VideoGame Great Game, Mediocre Middle Earth Game
What made Batman: Arkham Asylum incredible was that it was a unique game with engaging mechanics, designed from the ground up to make you feel like you're playing Batman.
Middle-earth: Shadow of Mordor was a unique game with engaging mechincs, designed from the ground up to make you feel like you're playing Batman: Arkham Asylum. Wait, what? Oh and there's more than a touch of Assassin's Creed.
It makes Shadows of Mordor a really hard game to review, because, this game is a fantastic achievement, but what do you say when it achieved something entirely different from what it was meant to? Shadows went into an English lit exam and proved the monotone convergence theorem in calculus. Good job?
In purely terms of being an adaptation, this is probably the worst Lord of the Rings game ever created. It's kind of incredible how every single little detail wasn't designed to capture the feel of Middle Earth. The main characters waking animation is a swagger from Batman Arkham Asylum. He stands like a 2000's Assassin Creed anti-hero. He moves like an Assassins Creed protagonist. The core gameplay loop involves diving from towers and slaughtering orcs in the must detailed and gruesome way possible. You can make orcs heads explode and watch as they run in terror. A comedic side character constantly references self-help books. A major gameplay feature involves collecting 'intel' through torture. The motivation is the most lazy "they killed my family, I want revenge" thing ever and it's frequently nonsensical.
The words they were trying to embed into the games DNA were "visceral" "powerful" and "anti-hero". It feels like a early 2000's comic, just after the Dark Age. There is absolutely nothing "noble" or "epic" or "Middle-Ages" or "chivalrous" or "sincere", "straight-faced".
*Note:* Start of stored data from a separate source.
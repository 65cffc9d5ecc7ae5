use alloc::vec;
use alloc::vec::Vec;
use log::{debug, trace};
use num_traits::float::Float;

use crate::dag::{Dag, Node, NodeId};
use crate::error::{Error, Violation};
use crate::geometry::{BoundingBox, Point};
use crate::order::{InputOrder, InsertionOrder};
use crate::polygon::Polygon;
use crate::segment::LineSegment;
use crate::trapezoid::{Trapezoid, TrapezoidId, TrapezoidMap};

/// Settings of a decomposition.
#[derive(Clone, Copy, Debug)]
pub struct Options<T: Float> {
    /// gap between the polygon and the bounding box on every side
    pub margin: T,
    /// verify the map/DAG invariants after every inserted segment
    pub check_invariants: bool,
}

impl<T: Float> Default for Options<T> {
    fn default() -> Self {
        Self {
            margin: T::one(),
            check_invariants: cfg!(debug_assertions),
        }
    }
}

/// Vertical decomposition of a polygon built by inserting its edges one at a time,
/// together with the search structure that locates points in it.
#[derive(Clone, Debug)]
pub struct RandomizedIncrementalConstruction<T: Float> {
    polygon: Polygon<T>,
    pub(crate) map: TrapezoidMap<T>,
    pub(crate) dag: Dag<T>,
    bounds: BoundingBox<T>,
    options: Options<T>,
    skipped: usize,
}

impl<T: Float> RandomizedIncrementalConstruction<T> {
    /// Decomposes `polygon`, inserting its edges in input order.
    pub fn new(polygon: Polygon<T>) -> Result<Self, Error> {
        Self::with_options(polygon, &mut InputOrder, Options::default())
    }

    /// Decomposes `polygon`, inserting its edges in the order chosen by `order`.
    pub fn with_order(polygon: Polygon<T>, order: &mut impl InsertionOrder) -> Result<Self, Error> {
        Self::with_options(polygon, order, Options::default())
    }

    pub fn with_options(
        polygon: Polygon<T>,
        order: &mut impl InsertionOrder,
        options: Options<T>,
    ) -> Result<Self, Error> {
        let mut this = Self::bounded(polygon, options);
        this.compute_decomposition(order)?;
        Ok(this)
    }

    /// Only the bounding trapezoid of `polygon`; no edge is inserted yet.
    pub fn bounded(polygon: Polygon<T>, options: Options<T>) -> Self {
        let bounds = match BoundingBox::around(polygon.vertices(), options.margin) {
            Some(bounds) => bounds,
            // polygons always have vertices; keep a unit box for the degenerate case
            None => BoundingBox {
                min: Point::new(-options.margin, -options.margin),
                max: Point::new(options.margin, options.margin),
            },
        };
        debug!("bounding box {} - {}", bounds.min, bounds.max);

        let (min, max) = (bounds.min, bounds.max);
        let top = LineSegment::new(Point::new(min.x, max.y), max);
        let bottom = LineSegment::new(min, Point::new(max.x, min.y));

        let mut map = TrapezoidMap::new();
        let root = map.add(Trapezoid::new(min, max, top, bottom));
        let dag = Dag::new(root);
        if let Some(t) = map.get_mut(root) {
            t.node = Some(dag.root());
        }

        Self {
            polygon,
            map,
            dag,
            bounds,
            options,
            skipped: 0,
        }
    }

    fn compute_decomposition(&mut self, order: &mut impl InsertionOrder) -> Result<(), Error> {
        let mut segments = self.polygon.edges().to_vec();
        order.arrange(&mut segments);
        for segment in segments {
            self.insert_segment(segment)?;
        }
        debug!(
            "decomposed {} edges ({} vertical skipped) into {} trapezoids, {} search nodes, depth {}",
            self.polygon.edges().len(),
            self.skipped,
            self.map.len(),
            self.dag.len(),
            self.dag.depth()
        );
        Ok(())
    }

    /// The finished decomposition.
    pub fn trapezoidal_map(&self) -> &TrapezoidMap<T> {
        &self.map
    }

    pub fn dag(&self) -> &Dag<T> {
        &self.dag
    }

    pub fn polygon(&self) -> &Polygon<T> {
        &self.polygon
    }

    pub fn bounding_box(&self) -> &BoundingBox<T> {
        &self.bounds
    }

    /// Number of vertical segments that were left out.
    pub fn skipped(&self) -> usize {
        self.skipped
    }

    /// The trapezoid containing `point`, if the point is inside the bounding box.
    pub fn locate(&self, point: &Point<T>) -> Option<TrapezoidId> {
        let inside = self.bounds.min.x <= point.x
            && point.x <= self.bounds.max.x
            && self.bounds.min.y <= point.y
            && point.y <= self.bounds.max.y;
        if !inside {
            return None;
        }
        let trapezoid = self.dag.locate(point, None).trapezoid;
        self.map.contains(trapezoid).then_some(trapezoid)
    }

    /// Adds one segment to the decomposition.
    ///
    /// The segment must lie inside the bounding box and must not cross any segment
    /// inserted before. Vertical segments are skipped.
    pub fn insert_segment(&mut self, segment: LineSegment<T>) -> Result<(), Error> {
        if segment.is_vertical() {
            debug!("skipping vertical segment {}", segment);
            self.skipped += 1;
            return Ok(());
        }

        let start = self.dag.locate(&segment.p, Some(&segment));
        let end = self.dag.locate(&segment.q, Some(&segment));
        let crossed = self.follow_segment(&segment, start.trapezoid, end.trapezoid)?;
        trace!(
            "inserting {} across {} trapezoid(s), p existed: {}, q existed: {}",
            segment,
            crossed.len(),
            start.existed,
            end.existed
        );

        if let [only] = crossed[..] {
            self.split_one(segment, only)?;
        } else {
            self.split_many(segment, &crossed)?;
        }
        for id in crossed {
            self.map.delete(id);
        }

        if self.options.check_invariants {
            self.check_invariants()?;
        }
        Ok(())
    }

    fn trapezoid(&self, id: TrapezoidId) -> Result<&Trapezoid<T>, Error> {
        self.map
            .get(id)
            .ok_or(Error::from(Violation::UnknownTrapezoid { trapezoid: id }))
    }

    fn leaf(&self, id: TrapezoidId) -> Result<NodeId, Error> {
        self.trapezoid(id)?
            .node
            .ok_or(Error::from(Violation::MissingLeaf { trapezoid: id }))
    }

    /// Registers a new trapezoid in the map and gives it a fresh leaf.
    fn spawn(&mut self, trapezoid: Trapezoid<T>) -> TrapezoidId {
        let id = self.map.add(trapezoid);
        let node = self.dag.push(Node::Leaf(id));
        if let Some(t) = self.map.get_mut(id) {
            t.node = Some(node);
        }
        id
    }

    /// Trapezoids crossed by `segment`, left to right.
    fn follow_segment(
        &self,
        segment: &LineSegment<T>,
        first: TrapezoidId,
        last: TrapezoidId,
    ) -> Result<Vec<TrapezoidId>, Error> {
        let mut crossed = vec![first];
        let mut current = first;
        while current != last {
            let trapezoid = self.trapezoid(current)?;
            if !trapezoid.right_p.is_left_of(&segment.q) {
                return Err(Violation::Overshoot { trapezoid: current }.into());
            }
            // the segment passes below the right point into the lower neighbor,
            // otherwise into the upper one
            let next = if segment.above_line(&trapezoid.right_p)? {
                trapezoid.lower_right
            } else {
                trapezoid.upper_right
            };
            current = next.ok_or(Violation::MissingNeighbor { trapezoid: current })?;
            crossed.push(current);
        }
        Ok(crossed)
    }

    /// The segment lies inside a single trapezoid, which is replaced by two to four.
    fn split_one(
        &mut self,
        segment: LineSegment<T>,
        old_id: TrapezoidId,
    ) -> Result<(), Error> {
        let old = self.trapezoid(old_id)?.clone();
        let p_existed = old.left_p == segment.p;
        let q_existed = old.right_p == segment.q;

        let below = self.spawn(Trapezoid::new(segment.p, segment.q, segment, old.bottom));
        let above = self.spawn(Trapezoid::new(segment.p, segment.q, old.top, segment));

        let left = if p_existed {
            self.map.link_lower(old.lower_left, Some(below));
            self.map.link_upper(old.upper_left, Some(above));
            None
        } else {
            let left = self.spawn(Trapezoid::new(old.left_p, segment.p, old.top, old.bottom));
            self.map.set_left_neighbors(left, old.lower_left, old.upper_left);
            self.map.set_right_neighbors(left, Some(below), Some(above));
            Some(left)
        };

        let right = if q_existed {
            self.map.link_lower(Some(below), old.lower_right);
            self.map.link_upper(Some(above), old.upper_right);
            None
        } else {
            let right = self.spawn(Trapezoid::new(segment.q, old.right_p, old.top, old.bottom));
            self.map.set_right_neighbors(right, old.lower_right, old.upper_right);
            self.map.set_left_neighbors(right, Some(below), Some(above));
            Some(right)
        };

        self.replace_leaf(old_id, segment, left, right, below, above)
    }

    /// The segment crosses several trapezoids.
    ///
    /// Every crossed trapezoid is cut into a part above and a part below the segment.
    /// Consecutive parts are merged while the wall between them is cut away, which is
    /// exactly when they share the same top (above) or bottom (below).
    fn split_many(
        &mut self,
        segment: LineSegment<T>,
        crossed: &[TrapezoidId],
    ) -> Result<(), Error> {
        let (first_id, middle, last_id) = match crossed {
            [first, middle @ .., last] => (*first, middle, *last),
            [only] => return Err(Violation::MissingNeighbor { trapezoid: *only }.into()),
            [] => return Ok(()),
        };

        // First trapezoid: the segment starts inside it or on its left wall.
        let first = self.trapezoid(first_id)?.clone();
        let p_existed = first.left_p == segment.p;

        let below = self.spawn(Trapezoid::new(segment.p, first.right_p, segment, first.bottom));
        let above = self.spawn(Trapezoid::new(segment.p, first.right_p, first.top, segment));
        self.map.link_lower(Some(below), first.lower_right);
        self.map.link_upper(Some(above), first.upper_right);

        let left = if p_existed {
            self.map.link_lower(first.lower_left, Some(below));
            self.map.link_upper(first.upper_left, Some(above));
            None
        } else {
            let left = self.spawn(Trapezoid::new(first.left_p, segment.p, first.top, first.bottom));
            self.map.set_left_neighbors(left, first.lower_left, first.upper_left);
            self.map.set_right_neighbors(left, Some(below), Some(above));
            Some(left)
        };
        self.replace_leaf(first_id, segment, left, None, below, above)?;

        let mut prev_old = first_id;
        let mut prev_below = below;
        let mut prev_above = above;

        for &old_id in middle {
            let old = self.trapezoid(old_id)?.clone();
            let (below, above) =
                self.continue_split(segment, &old, old.right_p, prev_old, prev_below, prev_above)?;
            self.map.link_lower(Some(below), old.lower_right);
            self.map.link_upper(Some(above), old.upper_right);
            self.replace_leaf(old_id, segment, None, None, below, above)?;

            prev_old = old_id;
            prev_below = below;
            prev_above = above;
        }

        // Last trapezoid: the segment ends inside it or on its right wall.
        let last = self.trapezoid(last_id)?.clone();
        let q_existed = last.right_p == segment.q;

        let (below, above) =
            self.continue_split(segment, &last, segment.q, prev_old, prev_below, prev_above)?;
        let right = if q_existed {
            self.map.link_lower(Some(below), last.lower_right);
            self.map.link_upper(Some(above), last.upper_right);
            None
        } else {
            let right = self.spawn(Trapezoid::new(segment.q, last.right_p, last.top, last.bottom));
            self.map.set_right_neighbors(right, last.lower_right, last.upper_right);
            self.map.set_left_neighbors(right, Some(below), Some(above));
            Some(right)
        };
        self.replace_leaf(last_id, segment, None, right, below, above)
    }

    /// Below and above parts of `old` up to `right_p`, either extending the parts of
    /// the previous trapezoid or starting new ones at the wall between the two.
    fn continue_split(
        &mut self,
        segment: LineSegment<T>,
        old: &Trapezoid<T>,
        right_p: Point<T>,
        prev_old: TrapezoidId,
        prev_below: TrapezoidId,
        prev_above: TrapezoidId,
    ) -> Result<(TrapezoidId, TrapezoidId), Error> {
        let below = if self.trapezoid(prev_below)?.bottom == old.bottom {
            if let Some(t) = self.map.get_mut(prev_below) {
                t.right_p = right_p;
            }
            prev_below
        } else {
            let below = self.spawn(Trapezoid::new(old.left_p, right_p, segment, old.bottom));
            self.map.link_upper(Some(prev_below), Some(below));
            let lower_left = if old.lower_left == Some(prev_old) {
                Some(prev_below)
            } else {
                old.lower_left
            };
            self.map.link_lower(lower_left, Some(below));
            below
        };

        let above = if self.trapezoid(prev_above)?.top == old.top {
            if let Some(t) = self.map.get_mut(prev_above) {
                t.right_p = right_p;
            }
            prev_above
        } else {
            let above = self.spawn(Trapezoid::new(old.left_p, right_p, old.top, segment));
            self.map.link_lower(Some(prev_above), Some(above));
            let upper_left = if old.upper_left == Some(prev_old) {
                Some(prev_above)
            } else {
                old.upper_left
            };
            self.map.link_upper(upper_left, Some(above));
            above
        };

        Ok((below, above))
    }

    /// Turns the leaf of `old_id` into the decision subtree of its replacements:
    /// an x-node for p (if there is a `left` part), an x-node for q (if there is a
    /// `right` part) and a y-node for the segment.
    fn replace_leaf(
        &mut self,
        old_id: TrapezoidId,
        segment: LineSegment<T>,
        left: Option<TrapezoidId>,
        right: Option<TrapezoidId>,
        below: TrapezoidId,
        above: TrapezoidId,
    ) -> Result<(), Error> {
        let node = self.leaf(old_id)?;
        let split = Node::Y {
            segment,
            below: self.leaf(below)?,
            above: self.leaf(above)?,
        };
        let inner = match right {
            Some(right) => Node::X {
                point: segment.q,
                left: self.dag.push(split),
                right: self.leaf(right)?,
            },
            None => split,
        };
        let root = match left {
            Some(left) => Node::X {
                point: segment.p,
                left: self.leaf(left)?,
                right: self.dag.push(inner),
            },
            None => inner,
        };
        self.dag.modify(node, root);
        Ok(())
    }
}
The gameplay is very fun, if incredibly shallow. It has a difficulty curve where the first hour or so might be fairly difficult and then after that there's no reason why you should ever die. It's trivial to kill 40 orcs in ten seconds. But the assassinations and nemesis system feel organic and incredibly interesting. You really feel like you're hunting down targets and making plans on the fly, all towards meaningful political goals. Shadows of Mordor is a better Assassins Creed game than Assassins Creed. It's just, why did they do that?
VideoGame Very Good
Shadow of Mordor takes the best elements of Assassin's Creed and the Arkham Franchise.
Flying leaps to execute an Uruk, to Combos and Takedowns mark the combat.
The Basic Story revolves around Talion, a Ranger of Gondor hunting down one of Sauron's Lieutenants.
The Combat is great, the combo flows very well, the combat is much more forgiving than that of the Arkham Franchise.
The Story is the game's only weak point. There is little to no character development, and the Story, while short and often disjointed, definitely draws you in.
Over all 8.5/10 A worthy addition to the ranks of games Based on Tolkien's Lore
VideoGame Makes me feel guilty
I really like this game for the most part. You've probably read the review below this and it really covers a lot of the points.
My personal problem with it is...
I feel guilty about killing the orcs.
I know it sounds ridiculous, but there's something about making them actual people that makes me squeamish when I cut down five dozen and watch their friends panic.
And they do seem to have friends. I found a Warchief and his Bodyguard who hated to see each other suffering. The warchief was also terrified of being betrayed, so I of course I mind controlled his mate and then set him against him. If that doesn't make you feel like scum, I don't know what would.
The worst bit was the war-chief actually spoke politely to me for the most part up to that point.
I almost feel that if you want people to enjoy massacring orcs you shouldn't give them more than one dimension.
Edit: I feel I should mention something else, as I've had a long conversation in the comment section about this and now feel I should add it to the review. In fact, I believe this is my real issue with the game, not the issue of feeling guilt for killing, since most games don't even cause me to bat an eyelid.
Talion is an anti-hero in the story for his personal traits. His questionable actions, (mind rape, poisoning, general brutality) however, are treated as non issues from a narrative stand point and largely untouched on and even when they are, only in the weakest terms.
The game rewards some pretty vicious things, something I would have no issue with if it was acknowledged in the writing, even if the other characters or he himself didn't personally care.
I have no issue playing a bad guy. But a man whose questionable actions aren't even of note because the game doesn't care bugs the hell out of me.